The real solution is TRIVIAL: don't raise the window when there is a click, and allow the application to raise *if it wants to* in response to a click. Unfortunately slavish copying of Windows has made this actually be considered politically incorrect, including incredible bone-headed statements like "the user will be confused by not knowing if the action will raise the window" (use "standards" to fix that), or that "programs should not raise unexpectedly" (again, use "standards", or you can ignore raise requests if not attached to a click event).

Comment Re:This is so 1990s (Score 1) 132

Yes I would agree. Linux desktops have been broken like this forever.

If I launch a program from the desktop and it exits with an error, can you PLEASE put up a window containing whatever was printed to stderr? It is NOT user-friendly to have nothing to happen. And no, a user is not going to figure this out by "reading the logs".

Comment Re:Quietly Sweeping Windows Under a Rug (Score 1) 132

To be honest, most of the problems with Windows Shell have been slavishly copied by the Linux window managers. Being able to click without raising windows disappeared years ago, and along with that any ability to actually use overlapping windows. Lots of other bad stuff also copied "because it is user friendly" but that is the big one.

Comment Re:Somebody post a SWIFT example PLEASE! (Score 1) 636

You are correct that it had to detect whether there was a value before the left square bracket. I worked on very early NeXT (when it ran on a Sun workstation as the hardware was not available yet), and I did try to fool it with gibberish. It appeared to depend on the last non-blank character: if it was any punctuation other than ')' or ']' then it was a method call. Comments could break it, "array/*comment*/[10]" would produce syntax errors.

What was really annoying is that it did not detect typos until run-time, since it simply put the message name in quotes and looked it up in a hash table when the call was done. I guess this is familiar to people using python today, but then it was a pretty annoying concept. I believe this was fixed by Apple, but it was true of every version of NeXT I used.

Comment Re:Somebody post a SWIFT example PLEASE! (Score 2) 636

Oh come on. It is pretty obvious that you can add named parameters to a C-like syntax without having this weird square bracket stuff:

      someObject->setColor(red:0.4, green:0.3, blue:1.0, alpha:0.5);

The square brackets are there because the original Objective-C compilier was very primitive. It basically looked for the square brackets, did some manipulation of the text, and passed everything to the C compiler. Pretty much it turned this:

    [someObject method:x]

into this:

    callMethod(someObject, "method", x)

Yes they were copied from smalltalk, but in smalltalk all functions used the same syntax. In this case the unnecessary differences in syntax were to make this compiler simple to implement.

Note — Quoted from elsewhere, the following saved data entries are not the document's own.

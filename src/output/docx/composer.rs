//! Report composition: heading, then a linked title and its raw URL per record

use crate::output::docx::markup::XmlElement;
use crate::output::docx::package::write_package;
use crate::output::docx::part::DocumentPart;
use crate::output::docx::run::RunBuilder;
use crate::output::docx::weaver::weave_hyperlink;
use crate::output::{write_atomically, OutputResult};
use crate::record::Record;
use chrono::{DateTime, Utc};
use std::fs::File;
use std::io::BufWriter;
use std::path::Path;

/// An in-memory DOCX report ready to be saved
#[derive(Debug, Clone)]
pub struct Document {
    title: String,
    part: DocumentPart,
    created: DateTime<Utc>,
}

impl Document {
    pub fn title(&self) -> &str {
        &self.title
    }

    pub fn part(&self) -> &DocumentPart {
        &self.part
    }

    pub fn created(&self) -> DateTime<Utc> {
        self.created
    }

    /// Writes the package to `path`, replacing any existing file atomically
    pub fn save(&self, path: &Path) -> OutputResult<()> {
        write_atomically(path, |staging| {
            let file = File::create(staging)?;
            write_package(self, BufWriter::new(file))
        })?;

        tracing::debug!(
            "Wrote report with {} paragraphs to {}",
            self.part.paragraphs().len(),
            path.display()
        );
        Ok(())
    }
}

/// Builds the report for one source
///
/// The first paragraph is a `Heading1` with `source_title`. Each record then
/// contributes two paragraphs: its title hyperlinked to its URL, and the URL
/// as plain text. An empty record list yields a heading-only document.
pub fn compose(records: &[Record], source_title: &str) -> Document {
    let mut part = DocumentPart::new();
    part.push_paragraph(heading(source_title));

    for record in records {
        let link = weave_hyperlink(&mut part, &record.title, &record.url);
        part.push_paragraph(XmlElement::new("w:p").child(link));
        part.push_paragraph(XmlElement::new("w:p").child(RunBuilder::new(record.url.as_str()).build()));
    }

    Document {
        title: source_title.to_string(),
        part,
        created: Utc::now(),
    }
}

fn heading(text: &str) -> XmlElement {
    XmlElement::new("w:p")
        .child(XmlElement::new("w:pPr").child(XmlElement::new("w:pStyle").attr("w:val", "Heading1")))
        .child(RunBuilder::new(text).build())
}
//! CSV export of a source's records

use crate::output::{write_atomically, OutputError, OutputResult};
use crate::record::Record;
use std::path::Path;

const BASE_COLUMNS: [&str; 3] = ["source", "title", "url"];

/// Writes records to `path`, replacing any existing file
///
/// The header is `source,title,url`, plus `date` when `include_date` is set.
/// An empty record list produces an empty file with no header row.
///
/// # Arguments
///
/// * `records` - Records in output order
/// * `path` - Destination file, replaced atomically; parent directories are created
/// * `include_date` - Whether the source defines a date field
pub fn write_records(records: &[Record], path: &Path, include_date: bool) -> OutputResult<()> {
    write_atomically(path, |staging| {
        let mut writer = csv::Writer::from_path(staging)?;

        if !records.is_empty() {
            let mut header: Vec<&str> = BASE_COLUMNS.to_vec();
            if include_date {
                header.push("date");
            }
            writer.write_record(&header)?;

            for record in records {
                let mut row = vec![
                    record.source.as_str(),
                    record.title.as_str(),
                    record.url.as_str(),
                ];
                if include_date {
                    row.push(record.date.as_deref().unwrap_or(""));
                }
                writer.write_record(&row)?;
            }
        }

        writer.flush()?;
        Ok(())
    })?;

    tracing::debug!("Wrote {} rows to {}", records.len(), path.display());
    Ok(())
}

/// Reads a file produced by [`write_records`]
///
/// Columns are located by header name. An empty `date` cell, or a missing
/// `date` column, reads as `None`.
pub fn read_records(path: &Path) -> OutputResult<Vec<Record>> {
    let mut reader = csv::ReaderBuilder::new()
        .has_headers(true)
        .from_path(path)?;

    let headers = reader.headers()?.clone();
    if headers.is_empty() {
        return Ok(Vec::new());
    }

    let column = |name: &str| headers.iter().position(|h| h == name);
    let required = |name: &str| {
        column(name).ok_or_else(|| OutputError::Format(format!("missing column `{}`", name)))
    };

    let source_idx = required("source")?;
    let title_idx = required("title")?;
    let url_idx = required("url")?;
    let date_idx = column("date");

    let mut records = Vec::new();
    for row in reader.records() {
        let row = row?;
        let cell = |idx: usize| row.get(idx).unwrap_or_default().to_string();

        records.push(Record {
            source: cell(source_idx),
            title: cell(title_idx),
            url: cell(url_idx),
            date: date_idx
                .and_then(|idx| row.get(idx))
                .filter(|date| !date.is_empty())
                .map(str::to_string),
        });
    }

    Ok(records)
}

Comment Re:NextStep (Score 1) 611

You are right that NeXTStep's DPS added PostScript commands to create windows. Still not as nice as NeWS as it did not use paths to describe the windows, they were rectangles only. Also NeXTStep itself strongly discouraged using these functions, at that level DPS was pretty much output-only and only into a subset of the windows.

I think there was an attempt at DPS on Windows which, like XDPS, did not supply any way to create or manipulate windows. I kind of doubt there are any other implementations.

Comment Re:NextStep (Score 1) 611

The main advantage of NeWS is that it reused the PostScript path & transforms for defining the windows themselves.

DPS forced you to use a different api to the server (ie X) to make the windows, and some really ugly glue to make the agree on which window was which. I don't think it did anything with events at all so you could not run any widgets on the server.